We made changes up to a day before going live.

It can be that good.  Of course, it takes effort to "pay down" the legacy code debt (and a lot of mock/fake objects…another topic for another day.)  But the longer you wait, the worse the debt becomes.

Characterization Tests


The product mentioned above was developed from the ground up with unit tests written by a team who embraced unit-test-level Test-Driven Development (TDD).  Nice work if you can get it.  The rest of the world faces legacy code debt. 

You don't have to pay it all down before you proceed. In fact, you mustn't.  You have to be thoughtful about selecting high-risk areas:  An area of code that breaks frequently, or is changed frequently, should first be "covered" with "characterization" tests.

"Characterization test" is not defined by any particular type of tool. We often use the unit-testing framework, but we're not limited to it.

Like unit-tests, these tests must be deterministic, independent, and automated.  Unlike unit-tests, we want to "cover" the most amount of system behavior with the fewest number of tests and the least effort.  When you write these tests, you are not bug-hunting, but rather "characterizing" or locking down existing behavior, for better or worse.  It's tempting to fix production bugs as you go, but fixing a bug that's escaped into the wild could introduce another bug, or break a hidden "feature" that a customer has come to rely on.  It's fine to note or log the bug, but your characterization test should pass when the bug manifests itself.  Name the test with a bug description or ticket number, so the team can easily find it later.

Why not fix the production defect? Because the point of creating this safety net is to give you the freedom to refactor. You may be refactoring so you can add new behavior more easily, or even so you can fix a bug more easily later, but refactoring and adding behavior are two distinct activities. Using TDD, they are two separate steps in the cycle.  (Aside:  Fixing a bug is effectively adding new behavior, because the system wasn't actually behaving the way we expected. You can use TDD for that.)

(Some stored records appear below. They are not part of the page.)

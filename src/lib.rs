pub mod cli;
pub mod endpoints;
pub mod error;
pub mod handler;
pub mod metadata;
pub mod routes;
pub mod server;
pub mod types;
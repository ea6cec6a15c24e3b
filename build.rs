use std::{env, fs, path::Path};

fn main() {
    let manifest_dir = env::var("CARGO_MANIFEST_DIR").expect("CARGO_MANIFEST_DIR not set");
    let cargo_toml_path = Path::new(&manifest_dir).join("Cargo.toml");
    println!("cargo:rerun-if-changed={}", cargo_toml_path.display());

    let content = fs::read_to_string(&cargo_toml_path)
        .unwrap_or_else(|e| panic!("Failed to read Cargo.toml: {e}"));
    let parsed: toml::Value =
        toml::from_str(&content).unwrap_or_else(|e| panic!("Failed to parse Cargo.toml: {e}"));
    let pkg = parsed
        .get("package")
        .and_then(|p| p.as_table())
        .expect("Cargo.toml missing [package]");

    let field = |key: &str, fallback: &'static str| -> String {
        pkg.get(key)
            .and_then(|v| v.as_str())
            .unwrap_or(fallback)
            .to_string()
    };
    let name = field("name", "llm-gateway");
    let version = field("version", "0.0.0");
    let description = field("description", "");

    let out_dir = env::var("OUT_DIR").expect("OUT_DIR not set");
    let dest = Path::new(&out_dir).join("pkg_info.rs");
    let contents = format!(
        "pub const PKG_NAME: &str = {name:?};\n\
         pub const PKG_VERSION: &str = {version:?};\n\
         pub const PKG_DESCRIPTION: &str = {description:?};\n"
    );
    fs::write(&dest, contents).expect("Failed to write pkg_info.rs");
}
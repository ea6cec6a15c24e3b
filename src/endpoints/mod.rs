pub mod echo;
pub mod health;

pub use echo::format_message;
pub use health::{api_info, health_check};
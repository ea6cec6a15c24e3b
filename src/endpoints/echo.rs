pub fn format_message(message: &str) -> String {
    format!("Echo: {message}")
}
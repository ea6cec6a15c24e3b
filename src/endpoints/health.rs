use hyper::StatusCode;

use crate::{
    metadata::PKG_VERSION,
    types::{ApiInfo, HealthStatus, JsonReply},
};

pub const HEALTH_PATH: &str = "/health";
pub const ROOT_PATH: &str = "/";

pub fn health_check() -> JsonReply {
    JsonReply::json(StatusCode::OK, &HealthStatus { status: "healthy" })
}

/// Static banner served at `/`.
pub fn api_info() -> JsonReply {
    JsonReply::json(
        StatusCode::OK,
        &ApiInfo {
            message: "LLM Gateway API",
            version: PKG_VERSION,
        },
    )
}
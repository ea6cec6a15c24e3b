use clap::Parser;
use llm_gateway::{
    cli::{Cli, Command},
    error::ServiceResult,
    metadata::{PKG_NAME, PKG_VERSION},
    server,
};
use tracing_subscriber::{layer::SubscriberExt, util::SubscriberInitExt};

#[tokio::main]
async fn main() -> ServiceResult<()> {
    match Cli::parse().into_command() {
        Command::Version => {
            println!("{PKG_NAME} {PKG_VERSION}");
            Ok(())
        }
        Command::Start(args) => {
            tracing_subscriber::registry()
                .with(
                    tracing_subscriber::EnvFilter::try_from_default_env()
                        .unwrap_or_else(|_| "info".into()),
                )
                .with(tracing_subscriber::fmt::layer())
                .init();

            server::start_server(args).await?;
            tracing::info!("Server stopped");
            Ok(())
        }
    }
}
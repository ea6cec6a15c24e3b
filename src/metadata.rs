//! Package metadata emitted by `build.rs` from `Cargo.toml`.

include!(concat!(env!("OUT_DIR"), "/pkg_info.rs"));
use std::net::{IpAddr, SocketAddr};

use clap::{Args, Parser, Subcommand};

use crate::{
    error::{ServiceError, ServiceResult},
    metadata::{PKG_DESCRIPTION, PKG_NAME, PKG_VERSION},
};

#[derive(Parser, Debug, Clone)]
#[command(name = PKG_NAME)]
#[command(version = PKG_VERSION)]
#[command(about = PKG_DESCRIPTION, long_about = None)]
#[command(args_conflicts_with_subcommands = true)]
pub struct Cli {
    #[command(subcommand)]
    pub command: Option<Command>,

    /// Arguments used when no subcommand is given
    #[command(flatten)]
    pub start: CommandArguments,
}

impl Cli {
    /// Running without a subcommand starts the server.
    pub fn into_command(self) -> Command {
        self.command.unwrap_or(Command::Start(self.start))
    }
}

#[derive(Subcommand, Debug, Clone)]
pub enum Command {
    /// Start the gateway server
    Start(CommandArguments),
    /// Print version information
    Version,
}

#[derive(Args, Debug, Clone, PartialEq, Eq)]
pub struct CommandArguments {
    /// Address to bind (IP literal)
    #[arg(long, env = "HOST", default_value = "0.0.0.0")]
    pub host: String,

    /// Port to listen on
    #[arg(long, short, env = "PORT", default_value_t = 8080)]
    pub port: u16,

    /// Seconds allowed for reading request headers and body
    #[arg(long, env = "GATEWAY_READ_TIMEOUT_SECS", default_value_t = 10)]
    pub read_timeout_secs: u64,

    /// Seconds to wait for in-flight connections after a shutdown signal
    #[arg(long, env = "GATEWAY_SHUTDOWN_TIMEOUT_SECS", default_value_t = 30)]
    pub shutdown_timeout_secs: u64,
}

impl Default for CommandArguments {
    fn default() -> Self {
        Self {
            host: "0.0.0.0".to_string(),
            port: 8080,
            read_timeout_secs: 10,
            shutdown_timeout_secs: 30,
        }
    }
}

impl CommandArguments {
    pub fn socket_addr(&self) -> ServiceResult<SocketAddr> {
        let ip = self.host.trim().parse::<IpAddr>().map_err(|e| {
            ServiceError::InvalidConfig(format!("Invalid HOST '{}': {e}", self.host))
        })?;
        Ok(SocketAddr::new(ip, self.port))
    }

    /// Validate CLI/environment-derived arguments.
    pub fn validate(&self) -> ServiceResult<()> {
        self.socket_addr()?;
        if self.read_timeout_secs == 0 {
            return Err(ServiceError::InvalidConfig(
                "GATEWAY_READ_TIMEOUT_SECS must be greater than zero".to_string(),
            ));
        }
        if self.shutdown_timeout_secs == 0 {
            return Err(ServiceError::InvalidConfig(
                "GATEWAY_SHUTDOWN_TIMEOUT_SECS must be greater than zero".to_string(),
            ));
        }
        Ok(())
    }
}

The unit-testing framework and developer IDE usually gives us the most flexibility, plus the ability to mock dependencies and use built-in refactorings for safety. But in order to lock down large swaths of behavior, teams should think creatively. I've worked with teams who compared whole HTML reports, JPEG images, or database tables; or who have rerouted standard input and output streams. The nature of the product and the size of the mess may dictate the best approach.

And don't aim for a duration target, e.g., "15 minute test runs." Teams sometimes respond to arbitrary targets by sabotaging their own future in order to make the numbers.  For example, deleting existing tests! Rather, aim for improvement by looking for the greatest delay in testing.  Weigh a "huge refactoring" of the persistence layer against using an in-memory database.  There is no in-memory version of your database software?  Use a solid-state drive. Developers are naturally creative problem-solvers, particularly when they collaborate.

Resistance is Futile


Code written without tests often resists testing. When you write unit-tests test-driven, they tend to be very tiny, compact, isolated, and simple (once you get the hang of it). It's actually easier and faster to write them with the code using TDD, even though you end up with more of them.  Interestingly, if you write your unit-tests after the code has been written, you are really writing characterization tests: They're harder to write, they're often a compromise that tests a number of behaviors, and they often give you the bad news that you made a mistake while coding. This is why most developers hate writing "unit-tests" (me, included). We were doing it backwards.

That may make writing characterization tests seem unbearably painful, but it's really not.  Once you collect a handful of simple, "surgical refactorings" for creating testable entry-points into your behaviors, the legacy code problem becomes a bit of an archeological expedition: Find the important behaviors, carefully expose them, then cover them with a protective tarp.  It can be rewarding all by itself. But the big payoff comes later, when it's time to change something.